Quote only the lines from the top of the listing below down to and including the line with "acquired_at INTEGER NOT".

→ Records for this task
* * * *
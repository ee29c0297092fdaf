use super::SlotStore;
use crate::error::Result;

impl SlotStore {
    /// Create the lease table and indexes (idempotent)
    pub(super) async fn migrate(&self) -> Result<()> {
        let mut tx = self.pool.begin().await?;

        sqlx::query(
            r#"
            CREATE TABLE IF NOT EXISTS slot_leases (
                slot_id TEXT PRIMARY KEY,
                process_id TEXT NOT NULL,
                resource_class TEXT NOT NULL,
                resource_key TEXT NOT NULL,
                acquired_at INTEGER NOT NULL,
                last_heartbeat INTEGER NOT NULL
            )
            "#,
        )
        .execute(&mut *tx)
        .await?;

        sqlx::query(
            "CREATE INDEX IF NOT EXISTS idx_leases_heartbeat ON slot_leases(last_heartbeat)",
        )
        .execute(&mut *tx)
        .await?;

        sqlx::query("CREATE INDEX IF NOT EXISTS idx_leases_class ON slot_leases(resource_class)")
            .execute(&mut *tx)
            .await?;

        tx.commit().await?;

        Ok(())
    }
}
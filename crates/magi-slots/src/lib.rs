//! Magi Slots - cross-process concurrency limits
//!
//! Bounds how many instances of a resource class (for example one CLI tool)
//! run at once across every process sharing a SQLite database:
//! - Store: lease table, stale purge, atomic count-and-insert
//! - Limiter: acquire/release with heartbeats
//! - Slot: a held lease, cleaned up on drop

#![forbid(unsafe_code)]
#![warn(missing_docs)]

pub mod config;
pub mod error;
pub mod lease;
pub mod limiter;
pub mod slot;
pub mod store;

pub use config::LimiterConfig;
pub use error::{Result, SlotError};
pub use lease::{process_identity, SlotLease};
pub use limiter::SlotLimiter;
pub use slot::Slot;
pub use store::SlotStore;
//! Claude Code terminal chrome

use magi_runner::{terminal_chrome, NoiseRule, RuleSet};

use super::ProviderDefaults;

pub(super) fn defaults() -> Result<ProviderDefaults, regex::Error> {
    let noise = terminal_chrome()
        .with(
            NoiseRule::contains("status", "esc to interrupt")
                .with_signal(r"([\d.]+k?) tokens")?,
        )
        .with(NoiseRule::regex("thinking", r"^[✻✽✶✳✢·*]\s+\S+…")?)
        .with(NoiseRule::regex("prompt", r"^[│|]?\s*>\s")?)
        .with(NoiseRule::contains("welcome", "Welcome to Claude Code"))
        .with(NoiseRule::contains("shortcuts", "? for shortcuts"))
        .with(NoiseRule::regex("tip", r"^\s*(※\s*)?Tip:")?)
        .with(NoiseRule::regex("cwd", r"^\s*cwd:\s")?)
        .with(NoiseRule::contains("auto_accept", "auto-accept edits"));

    Ok(ProviderDefaults {
        command: "claude",
        args: &["{prompt}"],
        noise,
        readiness: None,
        exit_input: "/exit\r",
        limited: true,
    })
}

#[cfg(test)]
mod tests {
    use super::*;
    use magi_runner::LineFilter;

    fn rules() -> RuleSet {
        defaults().unwrap().noise
    }

    #[test]
    fn test_chrome_is_noise() {
        let rules = rules();
        assert_eq!(rules.matching_rule("╭──────────────────╮"), Some("box_drawing"));
        assert_eq!(rules.matching_rule("✻ Pondering… (3s)"), Some("spinner"));
        assert_eq!(rules.matching_rule("* Pondering… (3s)"), Some("thinking"));
        assert_eq!(rules.matching_rule("│ > fix the bug"), Some("prompt"));
        assert_eq!(rules.matching_rule("Welcome to Claude Code!"), Some("welcome"));
        assert_eq!(rules.matching_rule("  ? for shortcuts"), Some("shortcuts"));
        assert_eq!(rules.matching_rule(" ※ Tip: use /help"), Some("tip"));
    }

    #[test]
    fn test_content_passes() {
        let rules = rules();
        assert_eq!(rules.matching_rule("The bug is in parse_args."), None);
        assert_eq!(rules.matching_rule("fn main() {"), None);
    }

    #[test]
    fn test_status_line_reports_tokens() {
        let rules = rules();
        let mut signals = Vec::new();
        let matched = rules.is_match("(12s · 1.2k tokens · esc to interrupt)", &mut |s| {
            signals.push(s)
        });
        assert!(matched);
        assert_eq!(signals.len(), 1);
        assert_eq!(signals[0].rule, "status");
        assert_eq!(signals[0].value, "1.2k");
    }
}
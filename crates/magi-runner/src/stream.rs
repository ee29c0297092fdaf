//! Consumer side of a session

use crate::error::{Error, Result};
use crate::event::{SessionOutcome, StreamEvent};
use futures::Stream;
use std::future::Future;
use std::pin::Pin;
use std::task::{ready, Context, Poll};
use tokio::sync::mpsc;
use tokio::task::JoinHandle;

/// Ordered stream of session events.
///
/// Ends after the final `Complete` (or last `Delta`). A non-zero exit that
/// nothing else explains is yielded as a trailing `Err`. Dropping the stream
/// cancels the session.
pub struct EventStream {
    session_id: String,
    rx: mpsc::Receiver<StreamEvent>,
    driver: Option<JoinHandle<Result<SessionOutcome>>>,
    outcome: Option<SessionOutcome>,
    done: bool,
}

impl EventStream {
    pub(crate) fn new(
        session_id: String,
        rx: mpsc::Receiver<StreamEvent>,
        driver: JoinHandle<Result<SessionOutcome>>,
    ) -> Self {
        Self {
            session_id,
            rx,
            driver: Some(driver),
            outcome: None,
            done: false,
        }
    }

    /// Session identifier.
    #[must_use]
    pub fn session_id(&self) -> &str {
        &self.session_id
    }

    /// Summary of the finished session, available once the stream ended.
    #[must_use]
    pub fn outcome(&self) -> Option<&SessionOutcome> {
        self.outcome.as_ref()
    }

    /// Drive the stream to the end, concatenating `Delta` and `Complete`
    /// content in order.
    pub async fn collect_content(mut self) -> Result<(String, SessionOutcome)> {
        use futures::StreamExt;

        let mut content = String::new();
        while let Some(event) = self.next().await {
            if let Some(text) = event?.content() {
                content.push_str(text);
            }
        }
        let outcome = self.outcome.take().ok_or_else(|| {
            Error::Processing("session ended without an outcome".to_string())
        })?;
        Ok((content, outcome))
    }
}

impl Stream for EventStream {
    type Item = Result<StreamEvent>;

    fn poll_next(self: Pin<&mut Self>, cx: &mut Context<'_>) -> Poll<Option<Self::Item>> {
        let this = self.get_mut();
        if this.done {
            return Poll::Ready(None);
        }

        match this.rx.poll_recv(cx) {
            Poll::Ready(Some(event)) => return Poll::Ready(Some(Ok(event))),
            Poll::Pending => return Poll::Pending,
            // Sender dropped: the driver is finishing
            Poll::Ready(None) => {}
        }

        let Some(driver) = this.driver.as_mut() else {
            this.done = true;
            return Poll::Ready(None);
        };
        let joined = ready!(Pin::new(driver).poll(cx));
        this.driver = None;
        this.done = true;

        match joined {
            Ok(Ok(outcome)) => {
                let failure = outcome.is_exit_failure().then(|| Error::ProcessExit {
                    code: outcome.exit_code.unwrap_or(-1),
                });
                this.outcome = Some(outcome);
                Poll::Ready(failure.map(Err))
            }
            Ok(Err(e)) => Poll::Ready(Some(Err(e))),
            Err(e) => Poll::Ready(Some(Err(Error::Processing(format!(
                "session driver failed: {}",
                e
            ))))),
        }
    }
}
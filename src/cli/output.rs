//! Event printing
//!
//! Plain text mode writes answer content to stdout and everything else to
//! stderr, so `magi run ... > answer.md` captures only the answer.

use chrono::{DateTime, Utc};
use magi_slots::SlotLease;
use serde::Serialize;
use serde_json::json;
use std::io::Write;
use tracing::{info, warn};

use crate::providers::{AgentEvent, RunSummary};

#[derive(Debug, Clone, Copy)]
pub struct Printer {
    json: bool,
}

impl Printer {
    pub fn new(json: bool) -> Self {
        Self { json }
    }

    pub fn event(&self, event: &AgentEvent) {
        if self.json {
            self.json_line(event);
            return;
        }
        match event {
            AgentEvent::MessageStart {
                session_id,
                provider,
            } => info!(session_id = %session_id, provider = %provider, "Session started"),
            AgentEvent::MessageDelta { content, .. } | AgentEvent::MessageComplete { content, .. } => {
                let mut stdout = std::io::stdout().lock();
                let _ = stdout.write_all(content.as_bytes());
                let _ = stdout.flush();
            }
            AgentEvent::ConsoleOutput { content, .. } => eprintln!("[console] {}", content),
            AgentEvent::Error { error, .. } => eprintln!("[error] {}", error),
        }
    }

    pub fn summary(&self, summary: &RunSummary) {
        if self.json {
            self.json_line(&json!({ "type": "summary", "outcome": summary.outcome }));
            return;
        }
        let outcome = &summary.outcome;
        eprintln!(
            "Session {} finished ({}, exit code {}, {} lines, {:.1}s)",
            summary.session_id,
            outcome.termination,
            outcome
                .exit_code
                .map_or_else(|| "unknown".to_string(), |c| c.to_string()),
            outcome.accepted_lines,
            outcome.duration.as_secs_f64()
        );
    }

    pub fn leases(&self, leases: &[SlotLease], stale_cutoff: DateTime<Utc>) {
        if self.json {
            for lease in leases {
                self.json_line(&json!({ "lease": lease, "stale": lease.is_stale(stale_cutoff) }));
            }
            return;
        }
        if leases.is_empty() {
            println!("No leases");
            return;
        }
        println!(
            "{:<36}  {:<12}  {:<24}  {:<20}  {}",
            "SLOT", "CLASS", "HOLDER", "HEARTBEAT", "KEY"
        );
        for lease in leases {
            let heartbeat = lease.last_heartbeat.format("%Y-%m-%d %H:%M:%S");
            let marker = if lease.is_stale(stale_cutoff) { " (stale)" } else { "" };
            println!(
                "{:<36}  {:<12}  {:<24}  {:<20}  {}{}",
                lease.slot_id,
                lease.resource_class,
                lease.process_id,
                heartbeat,
                lease.resource_key,
                marker
            );
        }
    }

    pub fn purged(&self, count: u64) {
        if self.json {
            self.json_line(&json!({ "purged": count }));
        } else {
            println!("Purged {} stale lease(s)", count);
        }
    }

    fn json_line(&self, value: &impl Serialize) {
        match serde_json::to_string(value) {
            Ok(line) => println!("{}", line),
            Err(e) => warn!(error = %e, "Failed to serialize output"),
        }
    }
}
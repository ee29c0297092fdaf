//! Codex terminal chrome
//!
//! Codex prints a banner and echoes the prompt under a `user` header; the
//! answer starts after the `codex` header.

use magi_runner::{terminal_chrome, NoiseRule, RuleSet};

use super::ProviderDefaults;

pub(super) fn defaults() -> Result<ProviderDefaults, regex::Error> {
    let noise = terminal_chrome()
        .with(NoiseRule::regex("banner", r"^\s*>?_?\s*OpenAI Codex")?)
        .with(NoiseRule::regex("status", r"(?i)^\s*(working|thinking)\b.*esc")?)
        .with(NoiseRule::regex("tokens_used", r"^\s*tokens used:?\s*\S+")?)
        .with(NoiseRule::contains("send_hint", "⏎ send"));

    let readiness = RuleSet::new().with(NoiseRule::exact("answer_header", "codex"));

    Ok(ProviderDefaults {
        command: "codex",
        args: &["{prompt}"],
        noise,
        readiness: Some(readiness),
        exit_input: "/quit\r",
        limited: false,
    })
}
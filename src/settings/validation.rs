//! Configuration validation
//!
//! Rejects settings that cannot run before anything is spawned.

use super::config::AppConfig;
use anyhow::{bail, Result};
use tracing::warn;

/// Validate the loaded configuration
pub fn validate_config(config: &AppConfig) -> Result<()> {
    let runner = &config.runner;
    if runner.cols == 0 || runner.rows == 0 {
        bail!("runner.cols and runner.rows must be non-zero");
    }
    if runner.silence_timeout_secs == 0 {
        bail!("runner.silence_timeout_secs must be non-zero");
    }
    if runner.event_capacity == 0 {
        bail!("runner.event_capacity must be non-zero");
    }
    if runner.batch_tiers.is_empty() {
        bail!("runner.batch_tiers needs at least one tier");
    }
    if runner.history_capacity == 0 {
        warn!("runner.history_capacity is 0, duplicate suppression is disabled");
    }

    let slots = &config.slots;
    if slots.max_slots == 0 {
        bail!("slots.max_slots must be at least 1");
    }
    if slots.heartbeat_interval_secs == 0 || slots.heartbeat_interval_secs >= slots.stale_after_secs {
        bail!(
            "slots.heartbeat_interval_secs ({}) must be non-zero and below slots.stale_after_secs ({})",
            slots.heartbeat_interval_secs,
            slots.stale_after_secs
        );
    }
    if slots.retry.max_attempts == 0 {
        bail!("slots.retry.max_attempts must be at least 1");
    }

    for (name, provider) in &config.providers {
        if provider.command.as_deref().is_some_and(|c| c.trim().is_empty()) {
            bail!("providers.{}.command must not be empty", name);
        }
        if provider.max_slots == Some(0) {
            bail!("providers.{}.max_slots must be at least 1", name);
        }
    }

    Ok(())
}

#[cfg(test)]
mod tests {
    use super::*;
    use crate::settings::ProviderSettings;

    #[test]
    fn test_default_config_is_valid() {
        assert!(validate_config(&AppConfig::default()).is_ok());
    }

    #[test]
    fn test_rejects_bad_values() {
        let mut config = AppConfig::default();
        config.runner.batch_tiers.clear();
        assert!(validate_config(&config).is_err());

        let mut config = AppConfig::default();
        config.slots.heartbeat_interval_secs = 600;
        assert!(validate_config(&config).is_err());

        let mut config = AppConfig::default();
        config.providers.insert(
            "codex".to_string(),
            ProviderSettings {
                command: Some(" ".to_string()),
                ..ProviderSettings::default()
            },
        );
        assert!(validate_config(&config).is_err());
    }
}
* * * *
→ Response below
repository ee29c0297092fdaf
use super::SlotStore;
use crate::error::Result;

impl SlotStore {
    /// Create the lease table and indexes (idempotent)
    pub(super) async fn migrate(&self) -> Result<()> {
        let mut tx = self.pool.begin().await?;

        sqlx::query(
            r#"
            CREATE TABLE IF NOT EXISTS slot_leases (
                slot_id TEXT PRIMARY KEY,
                process_id TEXT NOT NULL,
                resource_class TEXT NOT NULL,
                resource_key TEXT NOT NULL,
                acquired_at INTEGER NOT NULL,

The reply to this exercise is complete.